| Exercise directions |
Search the entries below for "true" and copy each matching line.

| Material provided |
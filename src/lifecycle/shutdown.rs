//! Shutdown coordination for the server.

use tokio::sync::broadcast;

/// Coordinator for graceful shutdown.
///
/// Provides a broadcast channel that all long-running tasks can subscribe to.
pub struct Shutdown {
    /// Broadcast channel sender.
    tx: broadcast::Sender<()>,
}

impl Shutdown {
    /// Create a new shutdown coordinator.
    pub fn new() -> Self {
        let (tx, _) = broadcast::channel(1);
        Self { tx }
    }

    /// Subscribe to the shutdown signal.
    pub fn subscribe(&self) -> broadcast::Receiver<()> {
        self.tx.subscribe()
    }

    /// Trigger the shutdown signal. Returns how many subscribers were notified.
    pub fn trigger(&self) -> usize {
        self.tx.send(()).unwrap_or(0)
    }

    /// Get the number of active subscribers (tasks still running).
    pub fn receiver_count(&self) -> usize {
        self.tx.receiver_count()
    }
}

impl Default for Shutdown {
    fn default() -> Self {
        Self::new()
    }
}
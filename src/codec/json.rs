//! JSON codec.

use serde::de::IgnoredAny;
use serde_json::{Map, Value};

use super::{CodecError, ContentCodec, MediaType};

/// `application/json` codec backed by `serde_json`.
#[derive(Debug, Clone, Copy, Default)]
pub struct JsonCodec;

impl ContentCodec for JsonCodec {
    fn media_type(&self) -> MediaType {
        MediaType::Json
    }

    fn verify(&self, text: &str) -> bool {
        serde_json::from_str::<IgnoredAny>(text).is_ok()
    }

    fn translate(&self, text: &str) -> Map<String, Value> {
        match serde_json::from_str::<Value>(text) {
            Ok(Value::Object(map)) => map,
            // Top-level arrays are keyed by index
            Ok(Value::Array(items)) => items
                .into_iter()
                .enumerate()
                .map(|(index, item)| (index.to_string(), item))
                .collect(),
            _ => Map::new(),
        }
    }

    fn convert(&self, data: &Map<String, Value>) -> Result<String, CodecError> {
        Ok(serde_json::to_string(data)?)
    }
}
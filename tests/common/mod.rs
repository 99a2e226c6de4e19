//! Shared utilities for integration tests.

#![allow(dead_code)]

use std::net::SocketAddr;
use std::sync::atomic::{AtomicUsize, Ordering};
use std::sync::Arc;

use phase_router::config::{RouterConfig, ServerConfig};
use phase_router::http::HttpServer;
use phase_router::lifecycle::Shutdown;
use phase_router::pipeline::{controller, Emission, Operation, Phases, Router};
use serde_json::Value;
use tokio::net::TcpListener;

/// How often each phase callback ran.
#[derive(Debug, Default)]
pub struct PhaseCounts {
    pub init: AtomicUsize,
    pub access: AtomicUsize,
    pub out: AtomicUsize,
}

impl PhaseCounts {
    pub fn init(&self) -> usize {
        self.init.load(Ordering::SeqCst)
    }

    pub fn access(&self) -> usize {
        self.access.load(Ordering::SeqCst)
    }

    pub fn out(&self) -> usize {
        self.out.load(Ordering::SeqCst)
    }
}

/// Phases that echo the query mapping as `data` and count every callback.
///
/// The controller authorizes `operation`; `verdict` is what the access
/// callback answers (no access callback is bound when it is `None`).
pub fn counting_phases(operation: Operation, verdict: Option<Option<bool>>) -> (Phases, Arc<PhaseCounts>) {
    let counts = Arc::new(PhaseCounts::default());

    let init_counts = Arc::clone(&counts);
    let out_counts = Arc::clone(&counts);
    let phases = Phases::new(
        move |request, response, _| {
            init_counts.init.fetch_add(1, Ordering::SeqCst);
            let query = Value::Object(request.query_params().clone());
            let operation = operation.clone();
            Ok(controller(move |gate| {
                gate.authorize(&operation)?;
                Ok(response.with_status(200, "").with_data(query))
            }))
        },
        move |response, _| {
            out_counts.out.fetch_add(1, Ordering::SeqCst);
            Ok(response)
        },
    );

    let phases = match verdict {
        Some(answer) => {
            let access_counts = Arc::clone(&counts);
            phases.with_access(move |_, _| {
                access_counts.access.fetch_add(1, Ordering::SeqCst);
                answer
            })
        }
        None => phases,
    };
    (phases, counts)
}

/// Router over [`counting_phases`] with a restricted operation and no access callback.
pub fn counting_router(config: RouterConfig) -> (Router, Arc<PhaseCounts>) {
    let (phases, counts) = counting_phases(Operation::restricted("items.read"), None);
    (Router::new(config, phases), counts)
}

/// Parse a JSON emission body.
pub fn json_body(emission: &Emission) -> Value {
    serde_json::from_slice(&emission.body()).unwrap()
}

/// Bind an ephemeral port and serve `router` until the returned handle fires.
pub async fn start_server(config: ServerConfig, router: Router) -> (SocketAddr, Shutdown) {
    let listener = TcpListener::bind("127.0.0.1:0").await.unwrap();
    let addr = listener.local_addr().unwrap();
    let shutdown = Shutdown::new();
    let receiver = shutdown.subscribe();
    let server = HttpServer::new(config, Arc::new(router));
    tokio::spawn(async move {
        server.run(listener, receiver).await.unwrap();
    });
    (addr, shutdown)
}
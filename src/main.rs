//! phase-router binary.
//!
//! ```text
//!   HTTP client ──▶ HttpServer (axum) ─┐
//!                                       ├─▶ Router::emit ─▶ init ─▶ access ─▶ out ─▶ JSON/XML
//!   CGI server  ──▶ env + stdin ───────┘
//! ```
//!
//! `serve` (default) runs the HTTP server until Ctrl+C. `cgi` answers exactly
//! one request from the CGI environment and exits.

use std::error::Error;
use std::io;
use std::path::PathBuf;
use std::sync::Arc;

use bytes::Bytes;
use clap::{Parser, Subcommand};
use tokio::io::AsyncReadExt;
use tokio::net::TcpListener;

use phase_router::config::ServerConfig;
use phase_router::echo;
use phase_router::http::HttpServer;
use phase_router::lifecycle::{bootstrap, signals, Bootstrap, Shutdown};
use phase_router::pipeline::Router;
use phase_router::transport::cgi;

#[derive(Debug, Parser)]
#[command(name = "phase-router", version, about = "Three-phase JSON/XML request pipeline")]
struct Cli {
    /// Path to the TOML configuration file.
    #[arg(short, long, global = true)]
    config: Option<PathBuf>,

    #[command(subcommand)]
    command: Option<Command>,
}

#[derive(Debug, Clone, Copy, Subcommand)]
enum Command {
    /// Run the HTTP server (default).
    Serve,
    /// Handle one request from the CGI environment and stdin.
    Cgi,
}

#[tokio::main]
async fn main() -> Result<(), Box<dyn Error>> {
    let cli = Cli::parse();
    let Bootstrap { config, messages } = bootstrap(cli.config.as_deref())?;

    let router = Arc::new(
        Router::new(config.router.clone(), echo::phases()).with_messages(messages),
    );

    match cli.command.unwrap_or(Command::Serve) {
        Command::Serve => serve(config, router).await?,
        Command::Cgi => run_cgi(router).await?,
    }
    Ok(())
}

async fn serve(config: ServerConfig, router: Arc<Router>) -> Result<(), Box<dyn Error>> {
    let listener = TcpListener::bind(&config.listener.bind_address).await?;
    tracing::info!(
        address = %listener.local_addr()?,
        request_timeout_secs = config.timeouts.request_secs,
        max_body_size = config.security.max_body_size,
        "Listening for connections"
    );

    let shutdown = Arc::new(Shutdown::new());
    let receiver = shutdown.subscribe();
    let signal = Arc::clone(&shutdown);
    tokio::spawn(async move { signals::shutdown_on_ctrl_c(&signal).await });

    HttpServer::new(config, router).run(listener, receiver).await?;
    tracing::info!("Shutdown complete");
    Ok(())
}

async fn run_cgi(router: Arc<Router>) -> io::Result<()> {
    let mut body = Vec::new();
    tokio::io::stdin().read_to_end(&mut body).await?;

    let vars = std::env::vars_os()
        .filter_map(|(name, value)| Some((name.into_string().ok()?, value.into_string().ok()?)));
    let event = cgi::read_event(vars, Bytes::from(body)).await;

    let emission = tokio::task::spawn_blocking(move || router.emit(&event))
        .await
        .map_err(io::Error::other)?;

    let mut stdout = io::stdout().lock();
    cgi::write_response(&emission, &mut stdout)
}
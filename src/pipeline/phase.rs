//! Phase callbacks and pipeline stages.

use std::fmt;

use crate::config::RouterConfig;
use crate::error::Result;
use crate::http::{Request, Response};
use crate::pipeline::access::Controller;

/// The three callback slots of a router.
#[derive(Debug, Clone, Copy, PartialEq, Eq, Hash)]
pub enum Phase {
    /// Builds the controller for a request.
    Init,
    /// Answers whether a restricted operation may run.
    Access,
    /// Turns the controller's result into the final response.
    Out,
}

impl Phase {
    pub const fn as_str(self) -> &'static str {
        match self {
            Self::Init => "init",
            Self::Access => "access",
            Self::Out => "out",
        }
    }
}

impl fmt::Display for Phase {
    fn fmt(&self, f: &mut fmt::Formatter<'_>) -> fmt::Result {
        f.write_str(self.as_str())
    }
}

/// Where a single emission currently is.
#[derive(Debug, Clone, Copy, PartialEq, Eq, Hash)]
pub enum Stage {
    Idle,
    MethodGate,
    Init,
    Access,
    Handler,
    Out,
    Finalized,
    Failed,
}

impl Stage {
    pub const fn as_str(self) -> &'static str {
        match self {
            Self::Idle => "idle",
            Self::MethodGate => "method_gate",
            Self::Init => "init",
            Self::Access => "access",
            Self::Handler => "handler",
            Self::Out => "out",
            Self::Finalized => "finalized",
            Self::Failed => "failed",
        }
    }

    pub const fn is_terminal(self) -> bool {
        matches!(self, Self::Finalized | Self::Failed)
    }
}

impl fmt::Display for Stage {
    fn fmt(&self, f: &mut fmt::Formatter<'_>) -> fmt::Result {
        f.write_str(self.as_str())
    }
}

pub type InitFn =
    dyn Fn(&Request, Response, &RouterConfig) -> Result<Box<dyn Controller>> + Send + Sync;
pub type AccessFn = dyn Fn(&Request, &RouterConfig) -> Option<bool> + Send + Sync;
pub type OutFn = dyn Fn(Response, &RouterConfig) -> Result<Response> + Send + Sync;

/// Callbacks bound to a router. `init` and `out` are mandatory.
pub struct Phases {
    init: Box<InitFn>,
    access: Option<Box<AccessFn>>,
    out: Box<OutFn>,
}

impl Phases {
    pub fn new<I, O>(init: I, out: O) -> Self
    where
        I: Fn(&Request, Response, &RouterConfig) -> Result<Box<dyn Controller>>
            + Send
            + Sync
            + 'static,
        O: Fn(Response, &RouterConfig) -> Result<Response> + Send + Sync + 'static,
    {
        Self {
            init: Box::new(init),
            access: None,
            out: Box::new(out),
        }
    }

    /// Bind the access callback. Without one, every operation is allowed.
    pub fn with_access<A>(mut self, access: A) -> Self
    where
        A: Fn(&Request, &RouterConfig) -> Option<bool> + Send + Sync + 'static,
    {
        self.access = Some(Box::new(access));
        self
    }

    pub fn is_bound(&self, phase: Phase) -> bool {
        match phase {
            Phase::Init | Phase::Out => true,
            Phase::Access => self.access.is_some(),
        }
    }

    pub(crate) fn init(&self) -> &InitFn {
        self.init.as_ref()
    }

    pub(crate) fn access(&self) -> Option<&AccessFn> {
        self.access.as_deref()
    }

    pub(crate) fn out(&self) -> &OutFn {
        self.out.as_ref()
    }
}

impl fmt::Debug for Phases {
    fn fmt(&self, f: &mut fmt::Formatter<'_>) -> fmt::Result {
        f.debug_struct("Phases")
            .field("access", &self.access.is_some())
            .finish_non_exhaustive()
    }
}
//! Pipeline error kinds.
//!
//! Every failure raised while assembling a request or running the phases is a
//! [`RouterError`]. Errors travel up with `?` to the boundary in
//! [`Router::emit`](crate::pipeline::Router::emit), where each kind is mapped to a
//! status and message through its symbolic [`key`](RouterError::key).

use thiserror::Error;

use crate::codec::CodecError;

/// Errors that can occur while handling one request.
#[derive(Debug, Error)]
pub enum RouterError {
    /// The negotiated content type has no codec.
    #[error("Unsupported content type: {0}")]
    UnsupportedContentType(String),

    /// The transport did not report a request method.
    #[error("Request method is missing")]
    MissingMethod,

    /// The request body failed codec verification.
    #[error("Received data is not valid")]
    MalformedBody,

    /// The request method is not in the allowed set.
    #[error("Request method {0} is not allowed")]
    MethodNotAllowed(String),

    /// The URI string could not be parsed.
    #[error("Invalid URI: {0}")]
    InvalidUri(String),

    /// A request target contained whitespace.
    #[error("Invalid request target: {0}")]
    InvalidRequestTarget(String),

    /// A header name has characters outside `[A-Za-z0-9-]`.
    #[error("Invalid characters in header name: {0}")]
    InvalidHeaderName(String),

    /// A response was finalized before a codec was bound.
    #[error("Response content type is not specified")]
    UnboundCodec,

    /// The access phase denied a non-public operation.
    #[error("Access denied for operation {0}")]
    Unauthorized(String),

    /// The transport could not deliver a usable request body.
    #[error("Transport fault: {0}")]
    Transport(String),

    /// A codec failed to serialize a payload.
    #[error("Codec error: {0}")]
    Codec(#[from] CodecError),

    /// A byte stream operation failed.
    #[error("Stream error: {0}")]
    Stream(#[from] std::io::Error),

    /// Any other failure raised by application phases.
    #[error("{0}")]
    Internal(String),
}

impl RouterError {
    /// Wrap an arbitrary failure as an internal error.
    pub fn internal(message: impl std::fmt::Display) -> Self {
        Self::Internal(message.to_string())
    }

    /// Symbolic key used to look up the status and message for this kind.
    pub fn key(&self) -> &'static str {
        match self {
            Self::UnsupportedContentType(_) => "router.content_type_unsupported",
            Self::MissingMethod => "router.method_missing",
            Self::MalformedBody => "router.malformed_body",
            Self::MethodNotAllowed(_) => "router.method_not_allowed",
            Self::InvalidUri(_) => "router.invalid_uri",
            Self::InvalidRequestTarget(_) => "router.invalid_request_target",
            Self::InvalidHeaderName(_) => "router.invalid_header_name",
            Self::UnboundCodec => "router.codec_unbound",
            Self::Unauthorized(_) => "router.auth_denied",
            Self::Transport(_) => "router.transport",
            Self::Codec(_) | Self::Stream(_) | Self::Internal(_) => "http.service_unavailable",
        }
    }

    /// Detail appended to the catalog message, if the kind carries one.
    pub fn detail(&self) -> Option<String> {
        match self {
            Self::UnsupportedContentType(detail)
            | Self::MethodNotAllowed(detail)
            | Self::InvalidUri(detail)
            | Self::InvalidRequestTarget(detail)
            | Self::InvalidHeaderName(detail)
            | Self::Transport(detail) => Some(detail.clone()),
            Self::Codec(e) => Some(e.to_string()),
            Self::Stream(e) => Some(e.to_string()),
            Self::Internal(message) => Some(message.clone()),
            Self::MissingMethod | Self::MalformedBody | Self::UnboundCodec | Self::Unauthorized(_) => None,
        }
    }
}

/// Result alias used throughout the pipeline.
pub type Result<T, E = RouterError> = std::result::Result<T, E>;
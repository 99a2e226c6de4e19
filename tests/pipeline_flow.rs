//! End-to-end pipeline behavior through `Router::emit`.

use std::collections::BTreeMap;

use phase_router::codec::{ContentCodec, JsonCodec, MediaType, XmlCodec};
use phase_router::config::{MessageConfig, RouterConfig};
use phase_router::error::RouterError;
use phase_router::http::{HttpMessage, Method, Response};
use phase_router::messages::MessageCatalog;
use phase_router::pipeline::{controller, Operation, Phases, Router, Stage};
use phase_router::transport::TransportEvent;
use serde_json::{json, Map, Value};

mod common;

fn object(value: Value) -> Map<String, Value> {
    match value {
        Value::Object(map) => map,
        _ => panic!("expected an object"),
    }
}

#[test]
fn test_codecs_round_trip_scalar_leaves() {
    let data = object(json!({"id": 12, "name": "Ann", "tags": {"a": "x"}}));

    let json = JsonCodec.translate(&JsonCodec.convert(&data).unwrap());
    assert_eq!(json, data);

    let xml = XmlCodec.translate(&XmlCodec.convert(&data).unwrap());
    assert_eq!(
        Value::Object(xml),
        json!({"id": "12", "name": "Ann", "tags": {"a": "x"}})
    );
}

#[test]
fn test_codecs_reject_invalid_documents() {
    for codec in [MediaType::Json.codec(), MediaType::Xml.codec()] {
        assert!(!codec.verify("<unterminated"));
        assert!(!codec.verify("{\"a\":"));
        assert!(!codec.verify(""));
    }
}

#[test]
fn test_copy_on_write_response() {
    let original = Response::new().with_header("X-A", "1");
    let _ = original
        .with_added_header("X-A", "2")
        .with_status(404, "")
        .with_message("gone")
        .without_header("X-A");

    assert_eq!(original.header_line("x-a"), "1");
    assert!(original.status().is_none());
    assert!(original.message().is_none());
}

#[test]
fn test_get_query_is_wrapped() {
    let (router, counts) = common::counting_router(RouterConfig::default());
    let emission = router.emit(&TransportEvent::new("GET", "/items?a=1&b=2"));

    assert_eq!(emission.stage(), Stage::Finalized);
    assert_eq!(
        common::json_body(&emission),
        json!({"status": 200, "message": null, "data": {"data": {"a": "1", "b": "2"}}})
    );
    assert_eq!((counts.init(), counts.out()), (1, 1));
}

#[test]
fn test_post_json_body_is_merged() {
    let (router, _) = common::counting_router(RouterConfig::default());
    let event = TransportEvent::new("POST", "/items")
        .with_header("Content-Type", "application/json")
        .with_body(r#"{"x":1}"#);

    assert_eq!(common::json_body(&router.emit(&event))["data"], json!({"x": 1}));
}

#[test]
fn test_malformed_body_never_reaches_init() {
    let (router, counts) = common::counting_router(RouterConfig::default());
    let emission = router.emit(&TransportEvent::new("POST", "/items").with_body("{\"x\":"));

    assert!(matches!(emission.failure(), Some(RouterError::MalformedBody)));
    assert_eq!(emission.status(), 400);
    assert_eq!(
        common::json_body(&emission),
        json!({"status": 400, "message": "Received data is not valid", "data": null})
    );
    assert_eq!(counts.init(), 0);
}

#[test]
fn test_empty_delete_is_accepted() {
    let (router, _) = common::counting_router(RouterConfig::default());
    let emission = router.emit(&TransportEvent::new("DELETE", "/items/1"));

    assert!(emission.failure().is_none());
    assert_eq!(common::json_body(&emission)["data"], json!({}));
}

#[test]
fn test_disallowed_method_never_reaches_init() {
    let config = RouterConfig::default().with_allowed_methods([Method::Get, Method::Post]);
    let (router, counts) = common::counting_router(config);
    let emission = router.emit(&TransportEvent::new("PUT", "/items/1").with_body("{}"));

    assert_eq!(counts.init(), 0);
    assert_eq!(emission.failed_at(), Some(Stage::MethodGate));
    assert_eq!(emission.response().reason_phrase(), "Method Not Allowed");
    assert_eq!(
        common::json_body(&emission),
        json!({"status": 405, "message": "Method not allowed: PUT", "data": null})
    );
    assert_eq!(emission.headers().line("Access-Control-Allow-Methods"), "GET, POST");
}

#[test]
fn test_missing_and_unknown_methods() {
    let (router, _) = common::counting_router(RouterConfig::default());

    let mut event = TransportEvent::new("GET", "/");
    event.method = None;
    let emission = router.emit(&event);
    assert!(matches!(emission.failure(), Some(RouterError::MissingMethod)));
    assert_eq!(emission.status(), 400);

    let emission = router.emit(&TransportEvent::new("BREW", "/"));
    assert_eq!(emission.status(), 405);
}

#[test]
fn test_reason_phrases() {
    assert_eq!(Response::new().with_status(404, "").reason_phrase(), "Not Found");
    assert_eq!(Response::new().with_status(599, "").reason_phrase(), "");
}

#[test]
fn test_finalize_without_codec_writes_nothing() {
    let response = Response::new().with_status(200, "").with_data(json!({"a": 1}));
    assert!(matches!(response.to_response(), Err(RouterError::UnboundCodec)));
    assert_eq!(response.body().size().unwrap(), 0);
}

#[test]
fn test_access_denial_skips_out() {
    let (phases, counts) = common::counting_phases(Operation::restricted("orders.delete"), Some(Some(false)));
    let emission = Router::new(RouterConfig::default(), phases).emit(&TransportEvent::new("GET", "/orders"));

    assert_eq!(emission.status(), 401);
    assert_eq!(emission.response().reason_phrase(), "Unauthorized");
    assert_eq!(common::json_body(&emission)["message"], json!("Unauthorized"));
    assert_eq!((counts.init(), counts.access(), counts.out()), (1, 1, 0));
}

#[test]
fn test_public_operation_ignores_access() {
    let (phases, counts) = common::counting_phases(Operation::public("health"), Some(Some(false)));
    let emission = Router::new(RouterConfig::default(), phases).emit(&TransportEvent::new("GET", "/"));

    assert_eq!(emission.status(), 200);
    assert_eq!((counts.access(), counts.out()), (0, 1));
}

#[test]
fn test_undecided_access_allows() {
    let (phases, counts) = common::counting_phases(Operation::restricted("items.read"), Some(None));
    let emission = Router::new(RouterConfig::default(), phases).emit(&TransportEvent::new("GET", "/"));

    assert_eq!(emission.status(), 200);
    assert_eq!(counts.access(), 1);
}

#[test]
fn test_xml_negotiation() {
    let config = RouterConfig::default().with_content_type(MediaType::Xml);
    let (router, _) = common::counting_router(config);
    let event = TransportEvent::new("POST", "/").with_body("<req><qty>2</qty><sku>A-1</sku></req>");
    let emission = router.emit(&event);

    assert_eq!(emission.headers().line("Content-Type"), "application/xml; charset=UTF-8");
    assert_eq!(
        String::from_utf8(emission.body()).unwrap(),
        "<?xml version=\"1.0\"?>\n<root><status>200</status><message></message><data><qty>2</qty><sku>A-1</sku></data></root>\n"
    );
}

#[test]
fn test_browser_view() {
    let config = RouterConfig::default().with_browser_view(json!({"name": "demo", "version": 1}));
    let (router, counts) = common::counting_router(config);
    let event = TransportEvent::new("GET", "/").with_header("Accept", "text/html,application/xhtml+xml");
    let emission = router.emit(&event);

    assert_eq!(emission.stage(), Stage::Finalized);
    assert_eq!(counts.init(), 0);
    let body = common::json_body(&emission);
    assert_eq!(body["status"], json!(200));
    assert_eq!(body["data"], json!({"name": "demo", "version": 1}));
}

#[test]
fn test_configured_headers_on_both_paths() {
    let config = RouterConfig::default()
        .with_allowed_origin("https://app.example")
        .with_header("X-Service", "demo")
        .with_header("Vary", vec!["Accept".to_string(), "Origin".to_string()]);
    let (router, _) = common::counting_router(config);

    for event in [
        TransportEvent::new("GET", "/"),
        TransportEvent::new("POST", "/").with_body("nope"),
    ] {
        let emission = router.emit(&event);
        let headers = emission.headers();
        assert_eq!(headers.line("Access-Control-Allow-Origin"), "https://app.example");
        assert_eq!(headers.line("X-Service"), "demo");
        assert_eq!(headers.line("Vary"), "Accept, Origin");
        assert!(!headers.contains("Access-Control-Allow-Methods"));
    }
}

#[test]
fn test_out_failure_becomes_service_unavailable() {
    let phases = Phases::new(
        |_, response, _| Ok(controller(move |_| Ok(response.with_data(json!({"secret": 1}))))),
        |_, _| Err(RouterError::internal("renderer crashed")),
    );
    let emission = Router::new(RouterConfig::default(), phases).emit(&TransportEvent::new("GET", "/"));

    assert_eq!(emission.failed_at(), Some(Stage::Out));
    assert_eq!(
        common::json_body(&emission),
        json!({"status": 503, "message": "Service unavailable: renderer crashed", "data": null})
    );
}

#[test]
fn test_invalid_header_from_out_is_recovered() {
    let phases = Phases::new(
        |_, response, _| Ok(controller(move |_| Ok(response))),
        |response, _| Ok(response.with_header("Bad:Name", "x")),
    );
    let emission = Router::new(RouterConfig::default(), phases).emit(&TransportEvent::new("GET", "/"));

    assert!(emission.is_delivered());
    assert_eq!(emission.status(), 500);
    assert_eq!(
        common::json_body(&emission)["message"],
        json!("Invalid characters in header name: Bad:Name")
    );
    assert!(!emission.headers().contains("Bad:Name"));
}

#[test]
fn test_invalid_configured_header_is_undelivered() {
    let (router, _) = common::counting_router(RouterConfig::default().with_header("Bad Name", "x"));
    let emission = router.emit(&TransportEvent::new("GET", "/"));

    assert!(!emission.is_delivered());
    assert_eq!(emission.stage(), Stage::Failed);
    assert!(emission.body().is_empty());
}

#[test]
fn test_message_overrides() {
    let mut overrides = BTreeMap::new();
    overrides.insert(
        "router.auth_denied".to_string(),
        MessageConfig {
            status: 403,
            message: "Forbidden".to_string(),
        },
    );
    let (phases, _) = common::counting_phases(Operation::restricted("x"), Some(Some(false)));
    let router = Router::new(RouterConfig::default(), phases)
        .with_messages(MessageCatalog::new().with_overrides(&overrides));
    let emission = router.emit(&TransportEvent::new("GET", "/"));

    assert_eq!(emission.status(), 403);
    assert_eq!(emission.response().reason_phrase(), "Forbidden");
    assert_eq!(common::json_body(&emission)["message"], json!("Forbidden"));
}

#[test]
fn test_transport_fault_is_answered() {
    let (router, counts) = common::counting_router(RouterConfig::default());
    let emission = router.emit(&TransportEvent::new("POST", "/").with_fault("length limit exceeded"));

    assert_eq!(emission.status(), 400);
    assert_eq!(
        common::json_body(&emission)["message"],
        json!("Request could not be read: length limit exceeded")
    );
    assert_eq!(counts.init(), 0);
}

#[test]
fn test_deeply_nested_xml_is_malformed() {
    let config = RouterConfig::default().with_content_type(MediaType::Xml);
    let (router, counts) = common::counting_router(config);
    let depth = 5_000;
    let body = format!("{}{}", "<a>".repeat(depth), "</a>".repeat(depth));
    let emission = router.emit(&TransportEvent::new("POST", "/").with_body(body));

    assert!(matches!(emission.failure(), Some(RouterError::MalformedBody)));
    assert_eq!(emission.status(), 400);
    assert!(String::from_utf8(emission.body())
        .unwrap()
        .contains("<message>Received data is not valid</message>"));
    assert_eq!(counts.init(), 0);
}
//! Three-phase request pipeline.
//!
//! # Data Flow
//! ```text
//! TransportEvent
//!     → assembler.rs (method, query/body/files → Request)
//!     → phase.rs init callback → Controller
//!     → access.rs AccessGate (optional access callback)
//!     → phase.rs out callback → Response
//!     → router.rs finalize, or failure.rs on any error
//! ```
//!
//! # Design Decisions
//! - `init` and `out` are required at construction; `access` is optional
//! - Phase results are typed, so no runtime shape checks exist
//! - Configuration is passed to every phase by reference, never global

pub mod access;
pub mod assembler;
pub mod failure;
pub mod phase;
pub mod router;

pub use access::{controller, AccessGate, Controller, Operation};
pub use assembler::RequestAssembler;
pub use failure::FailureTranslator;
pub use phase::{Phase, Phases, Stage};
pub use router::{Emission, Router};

| Worked solution |
    #[arg(short, long, global = true)]
            Phase::Init | Phase::Out => true,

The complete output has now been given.